Le tableau repose sur un contraste : au fond, l’épave d’un avion soviétique ; au premier plan, quelques personnes absorbées par leur jeu, sans qu’aucun fasse un geste pour relier le groupe à la machine morte.
L’avion est un objet daté, identifiable et chargé d’histoire. Il représente ici la modernisation industrielle importée, l’alliance avec l’URSS. Il est désormais immobilisé, mais n’a pas été enlevé ; il s’intègre au paysage jusqu’à en devenir un élément ordinaire. Le titre lui-même joue de ce décalage. « Aéroport » annonce un lieu de transit, de mouvement, un signe de prospérité et de développement économique. Or, ce qu’on voit est une épave, un terrain abandonné recouvert de végétation (la nature a repris l’espace après une modernisation ratée) et des gens assis.
On pourrait avoir une lecture mélancolique, mais le vert n’est justement pas celui de l’abandon.
Et c’est là que l’attitude des personnages frappe. Ils ne regardent ni l’avion, ni le paysage, ni le peintre.
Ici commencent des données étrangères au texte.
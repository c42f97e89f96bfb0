//! Per-invocation buffer of log and subrequest records.
//!
//! Appends may arrive from interleaved (or truly parallel) fetch completions,
//! so both sequences sit behind one mutex that is never held across an await.
//! Subrequests keep the order in which calls were *issued*: a call reserves
//! its slot when it starts and seals it when it settles.

use crate::payload::{LogRecord, SubrequestRecord};
use parking_lot::Mutex;
use serde_json::Value;
use std::sync::Arc;

/// Ordered, append-only record buffer for one invocation.
///
/// Cloning yields another handle to the same buffer.
#[derive(Debug, Clone)]
pub struct LogCollector {
    service: Arc<str>,
    correlation_id: Option<Arc<str>>,
    buffers: Arc<Mutex<Buffers>>,
}

#[derive(Debug, Default)]
struct Buffers {
    logs: Vec<LogRecord>,
    subrequests: Vec<Option<SubrequestRecord>>,
}

/// Position reserved for a subrequest that has not settled yet.
#[derive(Debug)]
#[must_use = "a reserved slot is omitted from the payload unless sealed"]
pub(crate) struct SubrequestSlot(usize);

impl LogCollector {
    pub fn new(service: impl Into<Arc<str>>, correlation_id: Option<&str>) -> Self {
        Self {
            service: service.into(),
            correlation_id: correlation_id.map(Arc::from),
            buffers: Arc::default(),
        }
    }

    /// Appends a log entry built from `data`, `service` and `correlationId`.
    pub fn append_log(&self, data: Value) {
        let record = LogRecord::new(data, &self.service, self.correlation_id.as_deref());
        self.buffers.lock().logs.push(record);
    }

    /// Appends an already sealed subrequest record.
    pub fn append_subrequest(&self, record: SubrequestRecord) {
        self.buffers.lock().subrequests.push(Some(record));
    }

    pub(crate) fn reserve_subrequest(&self) -> SubrequestSlot {
        let mut buffers = self.buffers.lock();
        buffers.subrequests.push(None);
        SubrequestSlot(buffers.subrequests.len() - 1)
    }

    pub(crate) fn seal_subrequest(&self, slot: SubrequestSlot, record: SubrequestRecord) {
        let mut buffers = self.buffers.lock();
        if let Some(entry) = buffers.subrequests.get_mut(slot.0) {
            *entry = Some(record);
        }
    }

    /// Log records in insertion order.
    pub fn logs(&self) -> Vec<LogRecord> {
        self.buffers.lock().logs.clone()
    }

    /// Settled subrequest records in call-issue order.
    pub fn subrequests(&self) -> Vec<SubrequestRecord> {
        self.buffers
            .lock()
            .subrequests
            .iter()
            .flatten()
            .cloned()
            .collect()
    }

    /// Number of calls that were issued but never settled.
    pub fn unsettled(&self) -> usize {
        self.buffers
            .lock()
            .subrequests
            .iter()
            .filter(|slot| slot.is_none())
            .count()
    }

    pub fn service(&self) -> &str {
        &self.service
    }

    pub fn correlation_id(&self) -> Option<&str> {
        self.correlation_id.as_deref()
    }
}
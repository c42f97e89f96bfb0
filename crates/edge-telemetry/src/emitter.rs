//! The emission contract: where finished payloads go.
//!
//! The dispatcher calls [`Emitter::emit`] exactly once per instrumented
//! invocation, after the handler result is final, and never waits on it.
//! Anything slow (network delivery, batching) belongs in a task registered
//! through the supplied [`Lifetime`], so the response is not held back.
//! Delivery failures are the emitter's own concern.

use crate::lifetime::Lifetime;
use crate::payload::TelemetryPayload;

/// Receives the telemetry payload of each invocation.
///
/// Implementations are shared across concurrent invocations and must be safe
/// to call from many tasks at once.
pub trait Emitter: Send + Sync + 'static {
    fn emit(&self, payload: TelemetryPayload, lifetime: &Lifetime);
}

impl<F> Emitter for F
where
    F: Fn(TelemetryPayload, &Lifetime) + Send + Sync + 'static,
{
    fn emit(&self, payload: TelemetryPayload, lifetime: &Lifetime) {
        self(payload, lifetime)
    }
}

/// Ships payloads as JSON through `tracing`, on the `edge_telemetry::payload`
/// target, from a background task.
///
/// Pair it with a subscriber that forwards that target to the log drain.
#[derive(Debug, Clone, Copy, Default)]
pub struct TracingEmitter;

impl TracingEmitter {
    pub fn new() -> Self {
        Self
    }
}

impl Emitter for TracingEmitter {
    fn emit(&self, payload: TelemetryPayload, lifetime: &Lifetime) {
        lifetime.wait_until(async move {
            let json = payload.to_json();
            tracing::info!(
                target: "edge_telemetry::payload",
                message = %payload.message,
                subrequests = payload.subrequests.len(),
                logs = payload.logs.len(),
                payload = %json,
            );
        });
    }
}

/// Discards every payload.
#[derive(Debug, Clone, Copy, Default)]
pub struct NoopEmitter;

impl Emitter for NoopEmitter {
    fn emit(&self, _payload: TelemetryPayload, _lifetime: &Lifetime) {}
}
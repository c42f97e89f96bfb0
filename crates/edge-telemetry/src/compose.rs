//! Assembly of the telemetry payload once the handler has returned.

use crate::collector::LogCollector;
use crate::event::{ClientMetadata, InboundEvent};
use crate::outcome::InvocationOutcome;
use crate::payload::{
    RequestSummary, ScheduledSummary, TelemetryPayload, duration_millis, epoch_millis,
};
use chrono::{DateTime, Utc};
use std::time::{Duration, Instant};

/// The parts of the event needed for the summary, captured before the event
/// is moved into the handler.
#[derive(Debug, Clone)]
pub(crate) enum EventSeed {
    Request {
        url: String,
        method: String,
        client: ClientMetadata,
    },
    Scheduled {
        scheduled_time: DateTime<Utc>,
        cron: Option<String>,
    },
    Unsupported {
        kind: String,
    },
}

impl EventSeed {
    pub(crate) fn capture(event: &InboundEvent, capture_client: bool) -> Self {
        match event {
            InboundEvent::Request(request) => EventSeed::Request {
                url: request.url().to_owned(),
                method: request.method().to_string(),
                client: if capture_client {
                    request.client().clone()
                } else {
                    ClientMetadata::default()
                },
            },
            InboundEvent::Scheduled(scheduled) => EventSeed::Scheduled {
                scheduled_time: scheduled.scheduled_time(),
                cron: scheduled.cron().map(str::to_owned),
            },
            InboundEvent::Unsupported(other) => EventSeed::Unsupported {
                kind: other.kind().to_owned(),
            },
        }
    }
}

/// Identity and buffers of one running invocation.
#[derive(Debug)]
pub(crate) struct PendingTelemetry {
    pub(crate) service_name: String,
    pub(crate) correlation_id: Option<String>,
    pub(crate) caller: String,
    pub(crate) cold_start: bool,
    pub(crate) seed: EventSeed,
    pub(crate) collector: LogCollector,
    pub(crate) started: Instant,
}

impl PendingTelemetry {
    /// Time elapsed since the invocation started.
    pub(crate) fn elapsed(&self) -> Duration {
        self.started.elapsed()
    }

    pub(crate) fn compose<R>(self, result: &R, duration: Duration) -> TelemetryPayload
    where
        R: InvocationOutcome + ?Sized,
    {
        let duration = duration_millis(duration);
        let subrequests = self.collector.subrequests();
        let logs = self.collector.logs();

        let unsettled = self.collector.unsettled();
        if unsettled > 0 {
            tracing::warn!(
                target: "edge_telemetry",
                unsettled,
                "Handler returned with subrequests still in flight; they are not reported"
            );
        }

        let (message, request, scheduled) = match self.seed {
            EventSeed::Request {
                url,
                method,
                client,
            } => (
                format!("{} {} {}", self.service_name, method, url),
                Some(RequestSummary {
                    service: self.service_name,
                    url,
                    method,
                    status: result.status(),
                    duration,
                    correlation_id: self.correlation_id,
                    caller: self.caller,
                    cold_start: self.cold_start,
                    client,
                }),
                None,
            ),
            EventSeed::Scheduled {
                scheduled_time,
                cron,
            } => (
                format!("{} scheduled", self.service_name),
                None,
                Some(ScheduledSummary {
                    service: self.service_name,
                    correlation_id: self.correlation_id,
                    caller: self.caller,
                    duration,
                    scheduled_time: epoch_millis(scheduled_time),
                    cron,
                    cold_start: self.cold_start,
                    result: result.describe(),
                }),
            ),
            EventSeed::Unsupported { kind } => {
                (format!("{} {}", self.service_name, kind), None, None)
            }
        };

        TelemetryPayload {
            message,
            request,
            scheduled,
            subrequests,
            logs,
        }
    }
}

#[cfg(test)]
mod tests {
    use super::*;
    use crate::event::{RequestEvent, ScheduledEvent, UnsupportedEvent};
    use http::Method;
    use serde_json::json;

    fn pending(event: &InboundEvent, capture_client: bool) -> PendingTelemetry {
        PendingTelemetry {
            service_name: "billing".to_string(),
            correlation_id: Some("abc".to_string()),
            caller: "gateway".to_string(),
            cold_start: false,
            seed: EventSeed::capture(event, capture_client),
            collector: LogCollector::new("billing", Some("abc")),
            started: Instant::now(),
        }
    }

    fn request_event() -> InboundEvent {
        RequestEvent::new(Method::POST, "https://billing.example/charge")
            .with_client(ClientMetadata {
                country: Some("US".to_string()),
                ..Default::default()
            })
            .into()
    }

    #[test]
    fn test_request_summary() {
        let event = request_event();
        let pending = pending(&event, true);
        pending.collector.append_log(json!({"step": "charged"}));

        let payload = pending.compose(&json!({"status": 201}), Duration::from_millis(42));

        assert_eq!(payload.message, "billing POST https://billing.example/charge");
        assert!(payload.scheduled.is_none());
        let request = payload.request.unwrap();
        assert_eq!(request.status, Some(201));
        assert_eq!(request.duration, 42);
        assert_eq!(request.caller, "gateway");
        assert_eq!(request.client.country.as_deref(), Some("US"));
        assert_eq!(payload.logs.len(), 1);
    }

    #[test]
    fn test_client_capture_can_be_disabled() {
        let event = request_event();

        let payload = pending(&event, false).compose(&(), Duration::ZERO);

        let request = payload.request.unwrap();
        assert!(request.client.is_empty());
        assert_eq!(request.status, None);
    }

    #[test]
    fn test_scheduled_summary() {
        let fired = DateTime::from_timestamp_millis(1_700_000_000_000).unwrap();
        let event: InboundEvent = ScheduledEvent::new(fired).with_cron("*/5 * * * *").into();

        let payload = pending(&event, true).compose(&json!({"swept": 3}), Duration::from_millis(7));

        assert_eq!(payload.message, "billing scheduled");
        assert!(payload.request.is_none());
        let scheduled = payload.scheduled.unwrap();
        assert_eq!(scheduled.scheduled_time, 1_700_000_000_000);
        assert_eq!(scheduled.cron.as_deref(), Some("*/5 * * * *"));
        assert_eq!(scheduled.result, json!({"swept": 3}));
        assert_eq!(scheduled.duration, 7);
    }

    #[test]
    fn test_unsupported_keeps_buffered_records() {
        let event: InboundEvent = UnsupportedEvent::new("queue").into();
        let pending = pending(&event, true);
        pending.collector.append_log(json!({"kept": true}));

        let payload = pending.compose(&(), Duration::ZERO);

        assert_eq!(payload.message, "billing queue");
        assert!(payload.request.is_none());
        assert!(payload.scheduled.is_none());
        assert_eq!(payload.logs.len(), 1);
    }
}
Leur attention est entièrement accaparée par le jeu ; il y a quelque chose de joyeux et de vivant dans leurs manières et la qualité de la lumière.
Les vêtements disent la même chose : des habits usés et dépareillés, le costume de loisir quelconque de l’homme assis près de la femme à gauche. Et pourtant, aucune gêne dans les postures. Ils occupent leur place avec une aisance totale, ce qui dit quelque chose de la résilience du peuple chinois et de sa capacité à dire : « Je vais m’amuser, peu importe la bêtise que le monde me refile. »
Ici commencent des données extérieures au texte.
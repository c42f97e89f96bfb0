//! Outbound call targets: the network transport and named service routing.
//!
//! A call can go to a literal URL over the network, or to a logical service
//! name resolved through a [`ServiceRegistry`]. Both kinds of target are plain
//! tower services over [`OutboundRequest`], boxed as [`Target`], so tests and
//! in-process bindings can stand in for the network.

use crate::error::BoxError;
use crate::fetch::OutboundRequest;
use bytes::Bytes;
use std::collections::HashMap;
use std::fmt;
use std::future::Future;
use std::pin::Pin;
use std::sync::Arc;
use std::task::{Context, Poll};
use tower::util::BoxCloneSyncService;
use tower::{Service, ServiceExt};

/// Response type of every outbound call.
pub type OutboundResponse = http::Response<Bytes>;

/// A type-erased outbound call target.
pub type Target = BoxCloneSyncService<OutboundRequest, OutboundResponse, BoxError>;

/// Boxes any suitable tower service into a [`Target`].
pub fn target<S>(service: S) -> Target
where
    S: Service<OutboundRequest, Response = OutboundResponse> + Clone + Send + Sync + 'static,
    S::Error: Into<BoxError>,
    S::Future: Send + 'static,
{
    BoxCloneSyncService::new(service.map_err(Into::into))
}

/// Maps logical service names to call targets.
///
/// Built once and passed to the layer; cloning shares the underlying map.
#[derive(Clone, Default)]
pub struct ServiceRegistry {
    targets: Arc<HashMap<String, Target>>,
}

impl ServiceRegistry {
    pub fn new() -> Self {
        Self::default()
    }

    /// Registers `service` under `name`, replacing any previous binding.
    pub fn register<S>(mut self, name: impl Into<String>, service: S) -> Self
    where
        S: Service<OutboundRequest, Response = OutboundResponse> + Clone + Send + Sync + 'static,
        S::Error: Into<BoxError>,
        S::Future: Send + 'static,
    {
        Arc::make_mut(&mut self.targets).insert(name.into(), target(service));
        self
    }

    /// Returns a fresh handle to the target bound to `name`.
    pub fn get(&self, name: &str) -> Option<Target> {
        self.targets.get(name).cloned()
    }

    pub fn contains(&self, name: &str) -> bool {
        self.targets.contains_key(name)
    }

    pub fn names(&self) -> impl Iterator<Item = &str> {
        self.targets.keys().map(String::as_str)
    }

    pub fn is_empty(&self) -> bool {
        self.targets.is_empty()
    }
}

impl fmt::Debug for ServiceRegistry {
    fn fmt(&self, f: &mut fmt::Formatter<'_>) -> fmt::Result {
        let mut names: Vec<_> = self.names().collect();
        names.sort_unstable();
        f.debug_struct("ServiceRegistry")
            .field("services", &names)
            .finish()
    }
}

/// Plain network transport backed by a `reqwest` client.
#[derive(Clone, Debug, Default)]
pub struct NetworkTransport {
    client: reqwest::Client,
}

impl NetworkTransport {
    pub fn new() -> Self {
        Self::default()
    }

    /// Uses a preconfigured client (timeouts, proxies, TLS roots).
    pub fn with_client(client: reqwest::Client) -> Self {
        Self { client }
    }
}

impl Service<OutboundRequest> for NetworkTransport {
    type Response = OutboundResponse;
    type Error = BoxError;
    type Future = Pin<Box<dyn Future<Output = Result<Self::Response, Self::Error>> + Send>>;

    fn poll_ready(&mut self, _cx: &mut Context<'_>) -> Poll<Result<(), Self::Error>> {
        Poll::Ready(Ok(()))
    }

    fn call(&mut self, request: OutboundRequest) -> Self::Future {
        let client = self.client.clone();

        Box::pin(async move {
            let (method, url, headers, body) = request.into_parts();
            let response = client
                .request(method, url)
                .headers(headers)
                .body(body)
                .send()
                .await?;

            let status = response.status();
            let headers = response.headers().clone();
            let version = response.version();
            let body = response.bytes().await?;

            let mut out = http::Response::new(body);
            *out.status_mut() = status;
            *out.headers_mut() = headers;
            *out.version_mut() = version;
            Ok(out)
        })
    }
}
Ce tableau a été peint par Liu Xiaodong en 2010, alors qu’il est déjà riche et célèbre. Nous sommes dans la Rust Belt de la Chine, les images parlent d’un manque — de travail, d’argent, de choses à faire, de presque tout — mais malgré cela, tout baigne dans une bienveillance qui n’est pas de la nostalgie, mais une volonté de comprendre et de voir l’autre. C’est le résultat de son thème déclaré, « comment voir les gens », qui l’oblige à peindre ces personnes telles qu’elles sont au moment où il les regarde. C’est la même discipline qu’il applique ailleurs, en Israël-Palestine ou à la frontière texano-mexicaine.